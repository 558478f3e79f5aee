//! Frame ownership and the packet unit carried on the session ring.
//!
//! `FrameDoneNotifier` is the "`Arc<Frame>` with a drop hook" the
//! Cloning it (done once per ST 2022-7 redundant copy) increments the
//! shared refcount the same way an mbuf external-buffer refcount would;
//! dropping the last clone fires `notify_frame_done` exactly once.

use std::sync::atomic::{AtomicUsize, Ordering};
use std::sync::Arc;

/// Owned frames allocate their own buffer; external frames point at
/// application-owned memory. Kept as a sum type (per the design notes)
/// to avoid a double-free between the two kinds.
pub enum FrameStorage {
    Owned(Vec<u8>),
    External { ptr: *mut u8, len: usize, iova: u64 },
}

// SAFETY: external frame pointers are supplied and synchronized by the
// application across the `get_next_frame`/`notify_frame_done` protocol;
// we never alias mutation across threads without that protocol's
// already-established ordering.
unsafe impl Send for FrameStorage {}
unsafe impl Sync for FrameStorage {}

impl FrameStorage {
    pub fn as_slice(&self) -> &[u8] {
        match self {
            FrameStorage::Owned(v) => v.as_slice(),
            FrameStorage::External { ptr, len, .. } => unsafe {
                std::slice::from_raw_parts(*ptr, *len)
            },
        }
    }

    pub fn len(&self) -> usize {
        match self {
            FrameStorage::Owned(v) => v.len(),
            FrameStorage::External { len, .. } => *len,
        }
    }

    pub fn is_empty(&self) -> bool {
        self.len() == 0
    }

    pub fn iova(&self) -> u64 {
        match self {
            FrameStorage::Owned(_) => 0,
            FrameStorage::External { iova, .. } => *iova,
        }
    }
}

/// Fires the app's `notify_frame_done(index)` callback once the last
/// clone (the last in-flight packet referencing this frame) is dropped.
pub struct FrameDoneNotifier {
    index: u32,
    remaining: Arc<AtomicUsize>,
    on_done: Arc<dyn Fn(u32) + Send + Sync>,
}

impl FrameDoneNotifier {
    pub fn index(&self) -> u32 {
        self.index
    }
}

impl Clone for FrameDoneNotifier {
    fn clone(&self) -> Self {
        // A clone models a new in-flight reference (e.g. the ST 2022-7
        // redundant-port copy): bump the shared count.
        self.remaining.fetch_add(1, Ordering::AcqRel);
        Self {
            index: self.index,
            remaining: Arc::clone(&self.remaining),
            on_done: Arc::clone(&self.on_done),
        }
    }
}

impl Drop for FrameDoneNotifier {
    fn drop(&mut self) {
        if self.remaining.fetch_sub(1, Ordering::AcqRel) == 1 {
            (self.on_done)(self.index);
        }
    }
}

/// One slot in a session's fixed frame pool (N frames, N in [2, 256]
/// for ST20).
struct FrameSlot {
    storage: FrameStorage,
    refcount: Arc<AtomicUsize>,
    checked_out: bool,
}

/// A session-owned, fixed-capacity pool of frames. `get_next_frame`
/// picks a slot with refcount 0, `checkout` reserves it for the
/// duration of one frame's packets.
pub struct FramePool {
    slots: Vec<FrameSlot>,
    on_done: Arc<dyn Fn(u32) + Send + Sync>,
}

impl FramePool {
    /// Allocate `count` owned frames of `frame_size` bytes each.
    pub fn new_owned(count: usize, frame_size: usize, on_done: Arc<dyn Fn(u32) + Send + Sync>) -> Self {
        let slots = (0..count)
            .map(|_| FrameSlot {
                storage: FrameStorage::Owned(vec![0u8; frame_size]),
                refcount: Arc::new(AtomicUsize::new(0)),
                checked_out: false,
            })
            .collect();
        Self { slots, on_done }
    }

    /// Allocate `count` external frame slots; buffers are populated
    /// later via `set_external` — for external frames, `buffer` and
    /// `iova` must be set before the builder selects the frame.
    pub fn new_external(count: usize, on_done: Arc<dyn Fn(u32) + Send + Sync>) -> Self {
        let slots = (0..count)
            .map(|_| FrameSlot {
                storage: FrameStorage::External {
                    ptr: std::ptr::null_mut(),
                    len: 0,
                    iova: 0,
                },
                refcount: Arc::new(AtomicUsize::new(0)),
                checked_out: false,
            })
            .collect();
        Self { slots, on_done }
    }

    pub fn set_external(&mut self, index: u32, ptr: *mut u8, len: usize, iova: u64) {
        if let Some(slot) = self.slots.get_mut(index as usize) {
            slot.storage = FrameStorage::External { ptr, len, iova };
        }
    }

    pub fn len(&self) -> usize {
        self.slots.len()
    }

    pub fn is_empty(&self) -> bool {
        self.slots.is_empty()
    }

    /// Returns the first frame index with refcount 0 and not already
    /// checked out, mirroring the app's `get_next_frame` pull model
    /// applied to a pool the core itself owns (used by tests and the
    /// sample binary's default frame source).
    pub fn next_free(&self) -> Option<u32> {
        self.slots
            .iter()
            .enumerate()
            .find(|(_, s)| !s.checked_out && s.refcount.load(Ordering::Acquire) == 0)
            .map(|(i, _)| i as u32)
    }

    /// Check out a frame for building. Fails with
    /// `frame_refcnt_nonzero_on_pick` if the refcount
    /// observed by the app is nonzero.
    pub fn checkout(&mut self, index: u32) -> Result<(), crate::error::CoreError> {
        let slot = self
            .slots
            .get_mut(index as usize)
            .ok_or(crate::error::CoreError::FrameRefcntNonzeroOnPick)?;
        if slot.refcount.load(Ordering::Acquire) != 0 {
            return Err(crate::error::CoreError::FrameRefcntNonzeroOnPick);
        }
        slot.checked_out = true;
        Ok(())
    }

    pub fn mark_returned(&mut self, index: u32) {
        if let Some(slot) = self.slots.get_mut(index as usize) {
            slot.checked_out = false;
        }
    }

    pub fn storage(&self, index: u32) -> &FrameStorage {
        &self.slots[index as usize].storage
    }

    /// Construct a fresh notifier for one packet of `index`. The
    /// refcount starts (or is incremented) from zero at the first call
    /// for a frame and is driven back to zero by packet drops.
    pub fn new_packet_notifier(&self, index: u32) -> FrameDoneNotifier {
        let slot = &self.slots[index as usize];
        slot.refcount.fetch_add(1, Ordering::AcqRel);
        FrameDoneNotifier {
            index,
            remaining: Arc::clone(&slot.refcount),
            on_done: Arc::clone(&self.on_done),
        }
    }

    /// Reset every slot's refcount to zero without firing callbacks,
    /// used by fatal-error recovery to drop all current refcounts.
    pub fn reset_all(&mut self) {
        for slot in &mut self.slots {
            slot.refcount.store(0, Ordering::SeqCst);
            slot.checked_out = false;
        }
    }
}

/// The wire-level unit carried on the session ring (the "mbuf-like
/// unit"). `seq` is the full 32-bit ext-sequence counter; the 16-bit
/// wire sequence is `seq as u16`.
#[derive(Clone)]
pub struct Packet {
    pub seq: u32,
    pub target_tsc: u64,
    pub frame_index: u32,
    pub rtp_timestamp: u32,
    pub marker: bool,
    pub second_field: bool,
    pub is_pad: bool,
    pub is_dummy: bool,
    pub payload: Vec<u8>,
    pub done: Option<FrameDoneNotifier>,
}

impl Packet {
    pub fn pad(target_tsc: u64) -> Self {
        Self {
            seq: 0,
            target_tsc,
            frame_index: 0,
            rtp_timestamp: 0,
            marker: false,
            second_field: false,
            is_pad: true,
            is_dummy: false,
            payload: Vec::new(),
            done: None,
        }
    }

    pub fn dummy(target_tsc: u64) -> Self {
        Self {
            is_dummy: true,
            ..Self::pad(target_tsc)
        }
    }

    #[cfg(test)]
    pub fn new_test(seq: u32, target_tsc: u64) -> Self {
        Self {
            seq,
            target_tsc,
            frame_index: 0,
            rtp_timestamp: 0,
            marker: false,
            second_field: false,
            is_pad: false,
            is_dummy: false,
            payload: vec![0u8; 16],
            done: None,
        }
    }
}

#[cfg(test)]
mod tests {
    use super::*;
    use std::sync::atomic::AtomicU32;

    #[test]
    fn notify_fires_once_after_all_packets_of_a_frame_drop() {
        let done_count = Arc::new(AtomicU32::new(0));
        let done_count2 = Arc::clone(&done_count);
        let pool = FramePool::new_owned(
            2,
            1024,
            Arc::new(move |_idx| {
                done_count2.fetch_add(1, Ordering::SeqCst);
            }),
        );

        let n1 = pool.new_packet_notifier(0);
        let n2 = pool.new_packet_notifier(0);
        let n3 = n2.clone(); // models the redundant-port copy

        assert_eq!(done_count.load(Ordering::SeqCst), 0);
        drop(n1);
        assert_eq!(done_count.load(Ordering::SeqCst), 0);
        drop(n2);
        assert_eq!(done_count.load(Ordering::SeqCst), 0);
        drop(n3);
        assert_eq!(done_count.load(Ordering::SeqCst), 1);
    }

    #[test]
    fn checkout_rejects_nonzero_refcount() {
        let pool = FramePool::new_owned(1, 16, Arc::new(|_| {}));
        let _n = pool.new_packet_notifier(0);
        let mut pool = pool;
        assert!(pool.checkout(0).is_err());
    }

    #[test]
    fn next_free_skips_checked_out_and_inflight_frames() {
        let mut pool = FramePool::new_owned(2, 16, Arc::new(|_| {}));
        assert_eq!(pool.next_free(), Some(0));
        pool.checkout(0).unwrap();
        assert_eq!(pool.next_free(), Some(1));
    }
}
########
Each line from the start of the listing above through the line containing "dropping the last" should be copied exactly, please, with no other lines added.

repository 558478f3e79f5aee
//! Frame ownership and the packet unit carried on the session ring.
//!
//! `FrameDoneNotifier` is the "`Arc<Frame>` with a drop hook" the
//! Cloning it (done once per ST 2022-7 redundant copy) increments the
//! shared refcount the same way an mbuf external-buffer refcount would;
//! dropping the last clone fires `notify_frame_done` exactly once.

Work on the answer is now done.